Typically, the usefulness of a vector in semantic space is applied by comparing discrete positions of a given word to the positions of other surrounding words (or of words that we would expect a model to produce a given similarity rating for).
However, words may be distributed in space along some arbitrary high dimension latent within the structure that maximizes the relationship between a word in high dimensional space and some external behavior. Here, I demonstrate how words could load onto a latent dimension, where the latent dimension could predict, say, modality ratings yielded by participants. The way a word may load onto a particular modality may be latent and unobservable directly in the nearness between words in the semantic space, but may be retrievable.

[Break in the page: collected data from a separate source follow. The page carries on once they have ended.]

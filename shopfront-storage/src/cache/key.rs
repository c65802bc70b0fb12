//! Deterministic cache keys built from identity tuples.
//!
//! A key is the family prefix followed by each identity component, joined with
//! [`SEPARATOR`]. Concrete components are percent-encoded, so an encoded value
//! never contains the separator, the [`WILDCARD`] or the [`ABSENT`] marker.
//! Two consequences follow:
//!
//! - rendering is injective: distinct tuples always render distinct keys
//! - a pattern can only match keys of its own family and, when scoped, of the
//!   same concrete scope value

use shopfront_core::{CacheError, EntityFamily, KeyShape};
use std::borrow::Cow;
use std::fmt;

/// Separator between the prefix and each component.
pub const SEPARATOR: &str = "::";

/// Marker for an unset component in an enumeration pattern.
pub const WILDCARD: &str = "*";

/// Marker for a component that is concretely empty (a cart line without a
/// variant). Distinct from [`WILDCARD`], which matches anything.
pub const ABSENT: &str = "!";

/// One component of an identity tuple.
#[derive(Debug, Clone, PartialEq, Eq, Hash)]
pub enum KeyPart {
    /// Concrete scalar value.
    Value(String),
    /// Concretely absent value.
    Absent,
    /// Unset; renders as [`WILDCARD`].
    Unset,
}

impl KeyPart {
    pub fn value(value: impl ToString) -> Self {
        KeyPart::Value(value.to_string())
    }

    /// `None` becomes [`KeyPart::Absent`], not a wildcard.
    pub fn optional<T: ToString>(value: Option<T>) -> Self {
        match value {
            Some(v) => KeyPart::value(v),
            None => KeyPart::Absent,
        }
    }

    fn render(&self) -> Cow<'_, str> {
        match self {
            KeyPart::Value(v) => urlencoding::encode(v),
            KeyPart::Absent => Cow::Borrowed(ABSENT),
            KeyPart::Unset => Cow::Borrowed(WILDCARD),
        }
    }
}

/// A rendered cache key or enumeration pattern.
#[derive(Debug, Clone, PartialEq, Eq, Hash, PartialOrd, Ord)]
pub struct CacheKey(String);

impl CacheKey {
    /// Render `parts` under `family`'s prefix.
    ///
    /// Parts beyond the family's arity are ignored and missing trailing parts
    /// render as wildcards, so a short tuple always produces a pattern rather
    /// than a key that collides with a concrete one.
    pub fn new(family: EntityFamily, parts: &[KeyPart]) -> Self {
        let arity = family.key_shape().arity();
        let mut key = String::from(family.prefix());
        for i in 0..arity {
            key.push_str(SEPARATOR);
            match parts.get(i) {
                Some(part) => key.push_str(&part.render()),
                None => key.push_str(WILDCARD),
            }
        }
        Self(key)
    }

    /// `prefix::id` for single-key families.
    pub fn simple(family: EntityFamily, id: impl ToString) -> Self {
        debug_assert_eq!(family.key_shape(), KeyShape::Simple);
        Self::new(family, &[KeyPart::value(id)])
    }

    /// `prefix::comp1::comp2::...` for tuple-keyed families.
    pub fn composite(family: EntityFamily, parts: &[KeyPart]) -> Self {
        Self::new(family, parts)
    }

    /// Pattern matching every key of `family`.
    pub fn family_pattern(family: EntityFamily) -> Self {
        Self::new(family, &[])
    }

    /// Wrap a raw key returned by the store, checking it belongs to `family`.
    pub fn from_raw(family: EntityFamily, raw: impl Into<String>) -> Result<Self, CacheError> {
        let raw = raw.into();
        let expected = family.key_shape().arity() + 1;
        let mut components = raw.split(SEPARATOR);
        let prefix_ok = components.next() == Some(family.prefix());
        if !prefix_ok || raw.split(SEPARATOR).count() != expected {
            return Err(CacheError::ForeignKey { key: raw, family });
        }
        Ok(Self(raw))
    }

    /// Wrap a key the store already matched against a family pattern.
    pub(crate) fn from_raw_unchecked(raw: String) -> Self {
        Self(raw)
    }

    pub fn as_str(&self) -> &str {
        &self.0
    }

    pub fn into_string(self) -> String {
        self.0
    }

    /// Whether any component is a wildcard.
    pub fn is_pattern(&self) -> bool {
        self.0.split(SEPARATOR).skip(1).any(|c| c == WILDCARD)
    }

    /// Whether this key matches `pattern`, with `*` matching any run of
    /// characters (Redis `MATCH` semantics restricted to `*`).
    pub fn matches(&self, pattern: &CacheKey) -> bool {
        glob_match(pattern.as_str(), self.as_str())
    }
}

impl fmt::Display for CacheKey {
    fn fmt(&self, f: &mut fmt::Formatter<'_>) -> fmt::Result {
        f.write_str(&self.0)
    }
}

impl AsRef<str> for CacheKey {
    fn as_ref(&self) -> &str {
        &self.0
    }
}

/// `*`-only glob match with single-point backtracking.
pub fn glob_match(pattern: &str, text: &str) -> bool {
    let p = pattern.as_bytes();
    let t = text.as_bytes();
    let (mut pi, mut ti) = (0, 0);
    let mut star: Option<(usize, usize)> = None;

    while ti < t.len() {
        if pi < p.len() && p[pi] == b'*' {
            star = Some((pi, ti));
            pi += 1;
        } else if pi < p.len() && p[pi] == t[ti] {
            pi += 1;
            ti += 1;
        } else if let Some((star_pi, star_ti)) = star {
            pi = star_pi + 1;
            ti = star_ti + 1;
            star = Some((star_pi, star_ti + 1));
        } else {
            return false;
        }
    }
    while pi < p.len() && p[pi] == b'*' {
        pi += 1;
    }
    pi == p.len()
}

#[cfg(test)]
mod tests {
    use super::*;

    #[test]
    fn test_simple_key_shape() {
        let key = CacheKey::simple(EntityFamily::Category, "abc");
        assert_eq!(key.as_str(), "category::abc");
        assert!(!key.is_pattern());
    }

    #[test]
    fn test_composite_key_with_absent_variant() {
        let key = CacheKey::composite(
            EntityFamily::Cart,
            &[KeyPart::value("u1"), KeyPart::value("p1"), KeyPart::Absent],
        );
        assert_eq!(key.as_str(), "cart::u1::p1::!");
        assert!(!key.is_pattern());
    }

    #[test]
    fn test_scope_pattern() {
        let pattern = CacheKey::composite(EntityFamily::Cart, &[KeyPart::value("u1")]);
        assert_eq!(pattern.as_str(), "cart::u1::*::*");
        assert!(pattern.is_pattern());
        assert_eq!(CacheKey::family_pattern(EntityFamily::MediaItem).as_str(), "media::*");
    }

    #[test]
    fn test_reserved_characters_are_encoded() {
        let key = CacheKey::simple(EntityFamily::User, "a::b*!");
        assert_eq!(key.as_str(), "user::a%3A%3Ab%2A%21");
        assert!(!key.is_pattern());
    }

    #[test]
    fn test_absent_is_not_wildcard() {
        let absent = CacheKey::composite(
            EntityFamily::Cart,
            &[KeyPart::value("u"), KeyPart::value("p"), KeyPart::Absent],
        );
        let concrete = CacheKey::composite(
            EntityFamily::Cart,
            &[KeyPart::value("u"), KeyPart::value("p"), KeyPart::value("v")],
        );
        assert_ne!(absent, concrete);
        assert!(!concrete.matches(&absent));
    }

    #[test]
    fn test_pattern_does_not_cross_users() {
        let pattern = CacheKey::composite(EntityFamily::Cart, &[KeyPart::value("u1")]);
        let other = CacheKey::composite(
            EntityFamily::Cart,
            &[KeyPart::value("u10"), KeyPart::value("p"), KeyPart::Absent],
        );
        let own = CacheKey::composite(
            EntityFamily::Cart,
            &[KeyPart::value("u1"), KeyPart::value("p"), KeyPart::Absent],
        );
        assert!(own.matches(&pattern));
        assert!(!other.matches(&pattern));
    }

    #[test]
    fn test_pattern_does_not_cross_families() {
        let pattern = CacheKey::family_pattern(EntityFamily::Category);
        let sub = CacheKey::simple(EntityFamily::Subcategory, "x");
        assert!(!sub.matches(&pattern));
    }

    #[test]
    fn test_from_raw_checks_family() {
        assert!(CacheKey::from_raw(EntityFamily::Category, "category::x").is_ok());
        assert!(CacheKey::from_raw(EntityFamily::Category, "subcategory::x").is_err());
        assert!(CacheKey::from_raw(EntityFamily::Wishlist, "wishlist::u").is_err());
    }

    #[test]
    fn test_glob_match() {
        assert!(glob_match("*", ""));
        assert!(glob_match("a*c", "abbbc"));
        assert!(glob_match("a::*::*", "a::x::y"));
        assert!(!glob_match("a::*::*", "a::x"));
        assert!(!glob_match("abc", "abcd"));
    }
}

A simple way to implement this would be linear regression. Using sensorimotor norms as a target to predict, we could draw a line through the high dimensional space and see how each word loads onto the line.
Alternatively, we could render interpretable dimensions by constructing a rotation and shift matrix. By rotating and shifting the matrix, a given dimension could be used to predict something like sensorimotor norms. Additionally, the space could be rotated to maximize each of the modalities in the norms (and then, following from the GCM, decisions could be made by applying different attentional weights to a different dimensions depending on the task.
I tend to like the second approach better, but regression is easier to implement off the top of my head. Stay tuned to see whether I actually try this out! :D
Note to self: I could do something like multi-fold testing in data mining using a rotation matrix yielded by procrustes analysis. I could build the rotation matrix using some subset of the data, then test the rotation matrix using the other partition. I rather prefer this to linear regression (I suppose, it's a multi-constraint linear regression): it preserves the space, and it can be interpreted in terms of a neural network.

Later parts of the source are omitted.